The amount of electricity you can produce depends on the number and efficiency of the panels, the size of the inverter and the amount of sunlight in your location. Your home remains connected to the electricity grid so when you generate more electricity than you need you can feed it into the grid or purchase more from the grid when you are not producing enough to meet your requirements.

The Science Explained

The amount of energy from the sun that falls on Earth's surface is enormous. All the energy stored in Earth's reserves of coal, oil, and natural gas is matched by the energy from just 20 days of sunshine. Outside Earth's atmosphere, the sun's energy contains about 1,300 watts per square meter. About one-third of this light is reflected back into space, and some is absorbed by the atmosphere (in part causing winds to blow).

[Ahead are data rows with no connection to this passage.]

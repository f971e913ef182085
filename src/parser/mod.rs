// ABOUTME: Natural-language workout parser entry points and options
// ABOUTME: Splits text into segments, normalizes them and dispatches to ordered matchers
//
// SPDX-License-Identifier: MIT OR Apache-2.0
// Copyright (c) 2025 Pierre Fitness Intelligence

//! # Workout Parser
//!
//! Turns a description such as `1km warmup @ 5:30, 3x 1km @ 4:45 + 2min rest,
//! 1km cooldown` into a validated [`Workout`].
//!
//! Parsing is pure and deterministic. Each segment (split on `,`, `;` or a
//! newline) is normalized and then offered to the matchers in order. The first
//! matcher that recognizes the segment decides its fate: it either produces a
//! step or reports why the values are invalid. The first failing segment aborts
//! the whole parse with a [`ParseError`] naming it.

/// Ordered segment matchers
pub mod matchers;
/// Segment normalization and unit aliases
pub mod normalize;
/// Step-type inference from keywords
pub mod step_type;
/// Target sub-grammar
pub mod target;

use std::sync::LazyLock;

use tracing::debug;
use workout_core::errors::{ParseError, ParseFailure};
use workout_core::models::{PaceUnit, Step, Workout};

pub use matchers::MatchOutcome;
pub use normalize::UnitAliases;

/// Characters that separate steps in a description
pub const SEGMENT_SEPARATORS: [char; 3] = [',', ';', '\n'];

/// Knobs that change how ambiguous text is read
#[derive(Debug, Clone, PartialEq, Eq)]
pub struct ParserOptions {
    /// Unit aliases applied during normalization
    pub aliases: UnitAliases,
    /// Pace unit used when a pace has no `/unit`
    pub default_pace_unit: PaceUnit,
    /// Read a bare number in 40-220 as a heart rate instead of failing
    pub infer_bare_heart_rate: bool,
}

impl Default for ParserOptions {
    fn default() -> Self {
        Self {
            aliases: UnitAliases::default(),
            default_pace_unit: PaceUnit::Kilometer,
            infer_bare_heart_rate: false,
        }
    }
}

/// Parser bound to a fixed set of options
#[derive(Debug, Clone, Default, PartialEq, Eq)]
pub struct WorkoutParser {
    options: ParserOptions,
}

static DEFAULT_PARSER: LazyLock<WorkoutParser> = LazyLock::new(WorkoutParser::default);

impl WorkoutParser {
    /// Create a parser with the given options
    #[must_use]
    pub const fn new(options: ParserOptions) -> Self {
        Self { options }
    }

    /// Options in effect
    #[must_use]
    pub const fn options(&self) -> &ParserOptions {
        &self.options
    }

    /// Parse a full workout description
    ///
    /// # Errors
    /// Returns a [`ParseError`] for empty input or the first segment that
    /// cannot be parsed into a valid step
    pub fn parse(&self, text: &str) -> Result<Workout, ParseError> {
        let segments = split_segments(text);
        if segments.is_empty() {
            return Err(ParseError::new(text, "", ParseFailure::EmptyInput));
        }

        let mut steps = Vec::with_capacity(segments.len());
        for segment in segments {
            let step = self
                .parse_segment(segment)
                .map_err(|reason| ParseError::new(text, segment, reason))?;
            steps.push(step);
        }

        Workout::new(steps).map_err(|reason| ParseError::new(text, text.trim(), reason.into()))
    }

    /// Whether `text` parses without error
    #[must_use]
    pub fn can_parse(&self, text: &str) -> bool {
        self.parse(text).is_ok()
    }

    /// Parse one already-split segment into a step
    ///
    /// # Errors
    /// Returns the reason the segment was rejected
    pub fn parse_segment(&self, segment: &str) -> Result<Step, ParseFailure> {
        let normalized = self.options.aliases.normalize(segment);
        for (name, matcher) in matchers::MATCHERS {
            match matcher(&normalized, &self.options) {
                MatchOutcome::NoMatch => {}
                MatchOutcome::Matched(step) => {
                    debug!(segment = %normalized, matcher = name, "Classified workout segment");
                    return Ok(step);
                }
                MatchOutcome::Invalid(reason) => {
                    debug!(segment = %normalized, matcher = name, %reason, "Rejected workout segment");
                    return Err(reason);
                }
            }
        }
        debug!(segment = %normalized, "No matcher recognized workout segment");
        Err(ParseFailure::UnrecognizedPattern)
    }
}

/// Split a description into trimmed, non-empty segments
#[must_use]
pub fn split_segments(text: &str) -> Vec<&str> {
    text.split(SEGMENT_SEPARATORS)
        .map(str::trim)
        .filter(|segment| !segment.is_empty())
        .collect()
}

/// Parse with default options
///
/// # Errors
/// See [`WorkoutParser::parse`]
pub fn parse(text: &str) -> Result<Workout, ParseError> {
    DEFAULT_PARSER.parse(text)
}

/// Whether `text` parses with default options
#[must_use]
pub fn can_parse(text: &str) -> bool {
    DEFAULT_PARSER.can_parse(text)
}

By the time it reaches Earth's surface, the energy in sunlight has fallen to about 1,000 watts per square meter at noon on a cloudless day. Averaged over the entire surface of the planet, 24 hours per day for a year, each square meter collects the approximate energy equivalent of almost a barrel of oil, or 4.2 kilowatt-hours of energy every day. Deserts, with very dry air and little cloud cover, receive the most sun—more than six kilowatt-hours per day per square met

How does a solar cell turn sunlight into electricity?

The sun's light (and all light) contains energy. Usually, when light hits an object the energy turns into heat, like the warmth you feel while sitting in the sun. But when light hits certain materials the energy turns into an electrical current instead, which we can then harness for power. Solar technology uses large crystals made out of silicon, which produces an electrical current when struck by light. Silicon can do this because the electrons in the crystal get up and move when exposed to light instead of just vibrating in place to make heat. The silicon turns a good portion of light energy into electricity.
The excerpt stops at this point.